COVID pivots helped put 2 LA eateries on James Beard radar

By Giuliana Mayo

Black eyed peas, collard greens, and sweet potatoes are just some of the comfort food on offer at Dulan’s Soul Food, an LA institution. Photo courtesy of Greg Dulan.

The James Beard Award finalists came in last week and along with the usual fine dining suspects like Republique and N/Naka, there are two nominees from outside that pricey space. One is a pop-up from Downtown LA’s Arts District, Bridgetown Roti, helmed by Chef Rashida Holmes, who is up for “Emerging Chef,” and the other is Dulan’s Soul Food, whose owner Greg Dulan is nominated for “Best Restaurateur.”

Holmes, who has been cooking for years in some of LA’s most high-profile kitchens, is a first time nominee and finalist. “Bridgetown is my first venture as the head chef and owner, so I'm totally cool with being in the ‘emerging’ category. I like that they have expanded the options to include some of us older folks who've been around,” she notes.

Rashida Holmes is up for “Emerging Chef” at the James Beard Awards. Photo courtesy of Rashida Holmes.

Dulan has been nominated before, but this is his first time as a finalist. He noted that “survival skills” play a key part in being a restaurant owner these days.

Both nominees required those survival skills to get their businesses through the pandemic. Holmes says it spurred her restaurant into being. “The pandemic really allowed my business to thrive.

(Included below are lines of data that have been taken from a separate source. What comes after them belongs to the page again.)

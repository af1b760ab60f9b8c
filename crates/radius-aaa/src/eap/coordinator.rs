//! Routes EAP responses through Identity, Nak and method phases
//!
//! ```text
//! Response/Identity ──► configured handler ──► Access-Challenge
//! Response/Nak      ──► first suggested type ──► Access-Challenge
//! Response/<type>   ──► handler for <type> ──► verify (auth engine decides)
//! ```
//!
//! The coordinator never builds an Accept or Reject. It frames
//! EAP-Request/Success/Failure into RADIUS packets and deletes the state of
//! every round it resolves.

use super::{
    EapContext, EapMethodHandler, EapVerification, Md5Handler, MsChapV2Handler, OtpHandler,
    OtpVerifier,
};
use crate::error::{AuthError, RejectReason};
use crate::state::{EapState, EapStateStore};
use radius_proto::eap::{
    EapCode, EapPacket, EapType, add_eap_to_radius_packet, nak_desired_types,
};
use radius_proto::{Attribute, AttributeType, Packet};
use rand::Rng;
use std::collections::HashMap;
use std::sync::Arc;
use tracing::{debug, warn};

/// What the auth engine should do next with an EAP request
pub enum EapRound {
    /// Send an Access-Challenge carrying `packet` and `token`
    Challenge { packet: EapPacket, token: String },
    /// The peer answered an earlier challenge. Verification runs through
    /// [`EapCoordinator::verify`] once the subscriber is known.
    Response {
        handler: Arc<dyn EapMethodHandler>,
        state: EapState,
        token: String,
    },
}

impl std::fmt::Debug for EapRound {
    fn fmt(&self, f: &mut std::fmt::Formatter<'_>) -> std::fmt::Result {
        match self {
            EapRound::Challenge { packet, token } => f
                .debug_struct("Challenge")
                .field("packet", packet)
                .field("token", token)
                .finish(),
            EapRound::Response { handler, token, .. } => f
                .debug_struct("Response")
                .field("handler", &handler.name())
                .field("token", token)
                .finish(),
        }
    }
}

pub struct EapCoordinator {
    handlers: HashMap<u8, Arc<dyn EapMethodHandler>>,
    default_method: String,
    store: Arc<dyn EapStateStore>,
}

fn new_token() -> String {
    let mut bytes = [0u8; 16];
    rand::rng().fill(&mut bytes);
    bytes.iter().map(|b| format!("{:02x}", b)).collect()
}

fn unsupported(message: impl Into<String>) -> AuthError {
    AuthError::new(RejectReason::UnsupportedEapType, message)
}

impl EapCoordinator {
    /// Empty registry; `default_method` names the handler used on Identity
    pub fn new(store: Arc<dyn EapStateStore>, default_method: impl Into<String>) -> Self {
        EapCoordinator {
            handlers: HashMap::new(),
            default_method: default_method.into(),
            store,
        }
    }

    /// Registry with the MD5, MSCHAPv2 and OTP handlers
    pub fn with_default_handlers(
        store: Arc<dyn EapStateStore>,
        default_method: impl Into<String>,
        server_name: &str,
        otp_verifier: Arc<dyn OtpVerifier>,
    ) -> Self {
        let mut coordinator = Self::new(store, default_method);
        coordinator.register(Arc::new(Md5Handler::new(server_name)));
        coordinator.register(Arc::new(MsChapV2Handler::new(server_name)));
        coordinator.register(Arc::new(OtpHandler::new(otp_verifier)));
        coordinator
    }

    /// Replaces any handler registered for the same EAP type
    pub fn register(&mut self, handler: Arc<dyn EapMethodHandler>) {
        self.handlers.insert(handler.eap_type().as_u8(), handler);
    }

    pub fn handler(&self, eap_type: u8) -> Option<Arc<dyn EapMethodHandler>> {
        self.handlers.get(&eap_type).cloned()
    }

    /// Handler for the configured method, MD5 when the name is unknown
    fn configured_handler(&self) -> Option<Arc<dyn EapMethodHandler>> {
        self.handlers
            .values()
            .find(|h| h.name() == self.default_method)
            .or_else(|| self.handlers.get(&EapType::Md5Challenge.as_u8()))
            .cloned()
    }

    /// First half of an EAP round: issue a challenge, or hand back what is
    /// needed to verify the peer's answer
    pub async fn begin(
        &self,
        ctx: &EapContext<'_>,
        state_token: Option<&str>,
    ) -> Result<EapRound, AuthError> {
        if ctx.eap.code != EapCode::Response {
            return Err(AuthError::new(
                RejectReason::InvalidRequest,
                "EAP message is not a Response",
            ));
        }

        match ctx.eap.method() {
            Some(EapType::Identity) => {
                let handler = self
                    .configured_handler()
                    .ok_or_else(|| unsupported("no EAP method configured"))?;
                self.issue(handler, ctx, state_token).await
            }
            Some(EapType::Nak) => {
                let desired = nak_desired_types(ctx.eap);
                let Some(first) = desired.first().copied() else {
                    return Err(unsupported("no alternative methods"));
                };
                let handler = self
                    .handler(first)
                    .ok_or_else(|| unsupported(format!("unsupported EAP type {}", first)))?;
                debug!(
                    username = ctx.username,
                    method = handler.name(),
                    "Peer proposed EAP method"
                );
                self.issue(handler, ctx, state_token).await
            }
            _ => {
                let eap_type = ctx.eap.eap_type.unwrap_or(0);
                let handler = self
                    .handler(eap_type)
                    .filter(|h| h.can_handle(ctx))
                    .ok_or_else(|| unsupported(format!("unsupported EAP type {}", eap_type)))?;

                let token = state_token
                    .filter(|t| !t.is_empty())
                    .ok_or_else(|| AuthError::new(RejectReason::StateNotFound, "missing State"))?;
                let state = self.store.get_state(token).await?;
                if state.method != handler.name() {
                    return Err(AuthError::new(
                        RejectReason::StateNotFound,
                        format!("EAP state belongs to {}", state.method),
                    ));
                }

                Ok(EapRound::Response {
                    handler,
                    state,
                    token: token.to_string(),
                })
            }
        }
    }

    async fn issue(
        &self,
        handler: Arc<dyn EapMethodHandler>,
        ctx: &EapContext<'_>,
        previous_token: Option<&str>,
    ) -> Result<EapRound, AuthError> {
        if let Some(previous) = previous_token {
            self.discard(previous).await;
        }

        let challenge = handler.handle_identity(ctx).await?;
        let token = new_token();
        self.store.set_state(&token, challenge.state).await?;
        Ok(EapRound::Challenge {
            packet: challenge.packet,
            token,
        })
    }

    /// Second half of an EAP round. The state is deleted whatever the outcome.
    pub async fn verify(
        &self,
        handler: &dyn EapMethodHandler,
        ctx: &EapContext<'_>,
        state: &EapState,
        token: &str,
    ) -> Result<EapVerification, AuthError> {
        let result = handler.handle_response(ctx, state).await;
        self.discard(token).await;
        result
    }

    /// Drop the state for `token`; failures are only logged
    pub async fn discard(&self, token: &str) {
        if let Err(e) = self.store.delete_state(token).await {
            warn!(error = %e, "Failed to delete EAP state");
        }
    }
}

fn add_message_authenticator(response: &mut Packet) -> Result<(), AuthError> {
    let placeholder = Attribute::new(AttributeType::MessageAuthenticator.as_u8(), vec![0u8; 16])
        .map_err(|e| AuthError::internal(e.to_string()))?;
    response.set_attribute(placeholder);
    Ok(())
}

fn add_eap(response: &mut Packet, eap: &EapPacket) -> Result<(), AuthError> {
    add_eap_to_radius_packet(response, eap).map_err(|e| AuthError::internal(e.to_string()))?;
    add_message_authenticator(response)
}

/// EAP-Request, State and Message-Authenticator for an Access-Challenge
pub fn frame_challenge(
    response: &mut Packet,
    eap: &EapPacket,
    token: &str,
) -> Result<(), AuthError> {
    let state = Attribute::new(AttributeType::State.as_u8(), token.as_bytes().to_vec())
        .map_err(|e| AuthError::internal(e.to_string()))?;
    response.add_attribute(state);
    add_eap(response, eap)
}

/// EAP-Success for an Access-Accept
pub fn frame_success(response: &mut Packet, identifier: u8) -> Result<(), AuthError> {
    add_eap(response, &EapPacket::success(identifier))
}

/// EAP-Failure for an Access-Reject
pub fn frame_failure(response: &mut Packet, identifier: u8) -> Result<(), AuthError> {
    add_eap(response, &EapPacket::failure(identifier))
}
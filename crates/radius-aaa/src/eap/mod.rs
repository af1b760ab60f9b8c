//! EAP method handlers and the coordinator that routes between them
//!
//! A handler issues the challenge for its method and verifies the peer's
//! answer. It keeps nothing between calls: everything a later round needs
//! goes into the [`EapState`] it returns with the challenge, which the
//! [`EapCoordinator`] stores under a fresh token.

pub mod coordinator;
pub mod md5;
pub mod mschapv2;
pub mod otp;

pub use coordinator::{EapCoordinator, EapRound};
pub use md5::Md5Handler;
pub use mschapv2::MsChapV2Handler;
pub use otp::{OtpHandler, OtpVerifier, StaticOtpVerifier, TotpVerifier};

use crate::error::{AuthError, RejectReason};
use crate::models::RadiusUser;
use crate::state::EapState;
use async_trait::async_trait;
use radius_proto::eap::{EapPacket, EapType};
use radius_proto::{Attribute, Packet};

/// Everything a handler may look at for one request
#[derive(Debug, Clone, Copy)]
pub struct EapContext<'a> {
    /// The Access-Request carrying the EAP message
    pub request: &'a Packet,
    pub eap: &'a EapPacket,
    pub username: &'a str,
    /// Shared secret of the NAS the request came from
    pub secret: &'a [u8],
    /// Resolved subscriber, available once the auth engine looked it up
    pub user: Option<&'a RadiusUser>,
}

impl<'a> EapContext<'a> {
    pub fn new(
        request: &'a Packet,
        eap: &'a EapPacket,
        username: &'a str,
        secret: &'a [u8],
    ) -> Self {
        EapContext {
            request,
            eap,
            username,
            secret,
            user: None,
        }
    }

    pub fn with_user(self, user: &'a RadiusUser) -> Self {
        EapContext {
            user: Some(user),
            ..self
        }
    }

    /// Identifier for the next EAP-Request
    pub fn next_identifier(&self) -> u8 {
        self.eap.identifier.wrapping_add(1)
    }

    pub(crate) fn require_user(&self) -> Result<&'a RadiusUser, AuthError> {
        self.user
            .ok_or_else(|| AuthError::new(RejectReason::UserNotFound, "user not found"))
    }
}

/// Challenge produced by a handler: the EAP-Request to send and the state
/// needed to verify the answer
#[derive(Debug, Clone)]
pub struct EapChallenge {
    pub packet: EapPacket,
    pub state: EapState,
}

/// Outcome of a successful verification
#[derive(Debug, Clone, Default)]
pub struct EapVerification {
    /// Extra attributes for the Access-Accept, e.g. MPPE keys
    pub reply_attributes: Vec<Attribute>,
}

#[async_trait]
pub trait EapMethodHandler: Send + Sync {
    /// Configuration name, e.g. `eap-md5`
    fn name(&self) -> &'static str;

    fn eap_type(&self) -> EapType;

    /// Whether this exact message is something the handler understands
    fn can_handle(&self, ctx: &EapContext<'_>) -> bool {
        ctx.eap.is_response_of(self.eap_type())
    }

    async fn handle_identity(&self, ctx: &EapContext<'_>) -> Result<EapChallenge, AuthError>;

    /// `Err` with `password-mismatch` when the peer's answer is wrong
    async fn handle_response(
        &self,
        ctx: &EapContext<'_>,
        state: &EapState,
    ) -> Result<EapVerification, AuthError>;
}

fn random_challenge() -> [u8; 16] {
    use rand::Rng;
    let mut challenge = [0u8; 16];
    rand::rng().fill(&mut challenge);
    challenge
}

fn malformed(e: impl std::fmt::Display) -> AuthError {
    AuthError::new(RejectReason::InvalidRequest, format!("malformed EAP response: {}", e))
}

Before the pandemic, it was just an idea, we thought we might do catering. I wasn't really sure what direction I was going to go in. And then the pandemic hit, and I was forced to sell food from my home because that was all I had available.” 

The cultural impact of the early pandemic also played a role for Holmes. 

“The protests in 2020 really put a spotlight on Black-owned businesses,” she notes. “And suddenly, I was in the LA Times for cooking food out of my house as a Black-owned business in Los Angeles. So I just don't know if those things hadn't happened to kickstart what I was trying to do, if I would be a James Beard nominee today.”

Pop-up Bridgetown Roti’s Caribbean fare took off during the pandemic. Their chef, Rashida Holmes, is an “Emerging Chef” nominee this year at the James Beard Awards. Photo courtesy Rashida Holmes.

Dulan’s restaurant also made a big pivot to stay in the game, opening a to-go window and nixing his previous cafeteria-style setup. And then the massive catering orders started coming in.

“We were tapped on the shoulder by Chef Andrés from World Central Kitchen. And throughout the pandemic, we did 800 meals a week for him,” Dulan shares. He also was asked by then Mayor Eric Garcetti to help with meals. “We did 1000 meals a week for the mayor's senior meal program to help feed the seniors who could not go to the senior centers to receive their daily meals. And that was very gratifying, I really felt like I was making a contribution to my city.”

Greg Dulan is a “Best Restaurateur” finalist in this year’s James Beard Awards for his family restaurant Dulan’s Soul Food. Photo courtesy of Greg Dulan.

Following the uprisings of 2020, The James Beard Awards made a very public push towards inclusivity. This is only the second year since the overhaul, but Dulan believes those changes have made a big difference.

“My dad was in the restaurant business for nearly 40 years, and I don't think he knew what the James Beard Awards were,” shares Dulan. “They switched their criteria and categories after the pandemic and they became much more inclusive. It gives America a better look at what we actually have to offer. And it adds a lot more flavor to the offerings, so I think it's a wonderful change. I probably would not be a finalist, had they not made the change. So I'm grateful.”